* Problem description: Pull every line containing "sensitive" from the data.

* Data records:
§ §
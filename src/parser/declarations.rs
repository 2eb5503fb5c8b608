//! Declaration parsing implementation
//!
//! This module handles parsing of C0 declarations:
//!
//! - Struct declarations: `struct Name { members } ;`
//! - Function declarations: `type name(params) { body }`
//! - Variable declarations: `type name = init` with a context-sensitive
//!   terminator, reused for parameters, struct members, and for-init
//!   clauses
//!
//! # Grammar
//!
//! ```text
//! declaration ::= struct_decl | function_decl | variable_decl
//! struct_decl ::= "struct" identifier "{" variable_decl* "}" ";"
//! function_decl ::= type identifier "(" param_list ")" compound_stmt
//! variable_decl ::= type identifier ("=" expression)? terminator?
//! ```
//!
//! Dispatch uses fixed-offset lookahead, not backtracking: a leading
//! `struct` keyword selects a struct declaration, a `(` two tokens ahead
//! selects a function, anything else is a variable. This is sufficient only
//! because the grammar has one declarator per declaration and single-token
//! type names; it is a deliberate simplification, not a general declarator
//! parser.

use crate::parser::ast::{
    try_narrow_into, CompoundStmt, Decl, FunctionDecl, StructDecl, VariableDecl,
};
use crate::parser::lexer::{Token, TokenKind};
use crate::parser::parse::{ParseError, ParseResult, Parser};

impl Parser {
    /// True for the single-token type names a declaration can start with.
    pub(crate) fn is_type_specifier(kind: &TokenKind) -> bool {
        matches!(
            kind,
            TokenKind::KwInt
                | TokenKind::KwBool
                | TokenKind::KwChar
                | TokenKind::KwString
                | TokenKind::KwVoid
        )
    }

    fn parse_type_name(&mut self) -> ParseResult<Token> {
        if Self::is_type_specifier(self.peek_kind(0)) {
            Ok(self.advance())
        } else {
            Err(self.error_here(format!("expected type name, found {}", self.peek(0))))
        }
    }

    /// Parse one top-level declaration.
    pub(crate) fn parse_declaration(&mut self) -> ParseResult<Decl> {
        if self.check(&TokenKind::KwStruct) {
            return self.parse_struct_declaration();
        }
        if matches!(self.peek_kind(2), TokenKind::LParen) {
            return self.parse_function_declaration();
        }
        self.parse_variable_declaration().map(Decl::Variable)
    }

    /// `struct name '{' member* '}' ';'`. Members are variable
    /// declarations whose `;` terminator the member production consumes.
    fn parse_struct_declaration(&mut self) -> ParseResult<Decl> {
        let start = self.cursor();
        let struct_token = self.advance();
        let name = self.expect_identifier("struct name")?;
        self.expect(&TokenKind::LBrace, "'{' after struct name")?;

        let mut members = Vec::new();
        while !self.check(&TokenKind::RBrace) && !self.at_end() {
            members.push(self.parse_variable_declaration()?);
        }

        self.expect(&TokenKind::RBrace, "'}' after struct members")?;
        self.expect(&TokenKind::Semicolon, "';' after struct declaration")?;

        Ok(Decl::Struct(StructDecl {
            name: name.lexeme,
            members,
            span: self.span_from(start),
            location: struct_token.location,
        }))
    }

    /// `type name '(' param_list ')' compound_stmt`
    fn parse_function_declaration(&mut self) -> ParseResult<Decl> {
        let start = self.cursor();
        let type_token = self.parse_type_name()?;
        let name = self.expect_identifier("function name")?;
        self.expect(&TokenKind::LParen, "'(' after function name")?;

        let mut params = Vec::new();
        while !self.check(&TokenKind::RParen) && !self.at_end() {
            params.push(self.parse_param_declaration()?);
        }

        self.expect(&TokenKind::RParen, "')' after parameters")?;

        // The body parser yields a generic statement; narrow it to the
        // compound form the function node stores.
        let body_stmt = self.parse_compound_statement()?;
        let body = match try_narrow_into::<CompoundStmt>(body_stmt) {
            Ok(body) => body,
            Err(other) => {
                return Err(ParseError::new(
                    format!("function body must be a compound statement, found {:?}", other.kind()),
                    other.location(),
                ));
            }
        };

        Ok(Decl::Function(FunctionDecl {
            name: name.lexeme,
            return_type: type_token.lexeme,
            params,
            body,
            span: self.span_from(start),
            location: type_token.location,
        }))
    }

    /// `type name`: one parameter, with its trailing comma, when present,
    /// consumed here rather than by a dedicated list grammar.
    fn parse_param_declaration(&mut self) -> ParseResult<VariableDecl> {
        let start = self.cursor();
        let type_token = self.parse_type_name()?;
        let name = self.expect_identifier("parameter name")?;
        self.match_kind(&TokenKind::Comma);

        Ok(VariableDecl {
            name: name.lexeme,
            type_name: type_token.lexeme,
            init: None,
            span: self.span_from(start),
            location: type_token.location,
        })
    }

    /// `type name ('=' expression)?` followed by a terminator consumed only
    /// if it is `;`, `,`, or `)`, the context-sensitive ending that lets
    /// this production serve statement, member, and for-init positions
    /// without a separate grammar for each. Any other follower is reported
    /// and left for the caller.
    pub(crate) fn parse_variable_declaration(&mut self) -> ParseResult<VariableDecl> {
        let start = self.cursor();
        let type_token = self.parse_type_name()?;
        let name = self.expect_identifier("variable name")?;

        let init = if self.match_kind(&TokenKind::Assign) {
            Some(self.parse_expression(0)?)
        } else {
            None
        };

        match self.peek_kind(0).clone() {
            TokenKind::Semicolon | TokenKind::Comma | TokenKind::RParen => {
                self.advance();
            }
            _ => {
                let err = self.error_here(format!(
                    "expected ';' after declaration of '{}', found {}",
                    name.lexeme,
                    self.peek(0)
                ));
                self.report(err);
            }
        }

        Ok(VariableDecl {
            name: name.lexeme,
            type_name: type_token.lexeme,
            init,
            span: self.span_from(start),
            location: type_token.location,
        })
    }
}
§ §
* Solution to this task:
//! - Variable declarations: `type name = init` with a context-sensitive
    /// if it is `;`, `,`, or `)`, the context-sensitive ending that lets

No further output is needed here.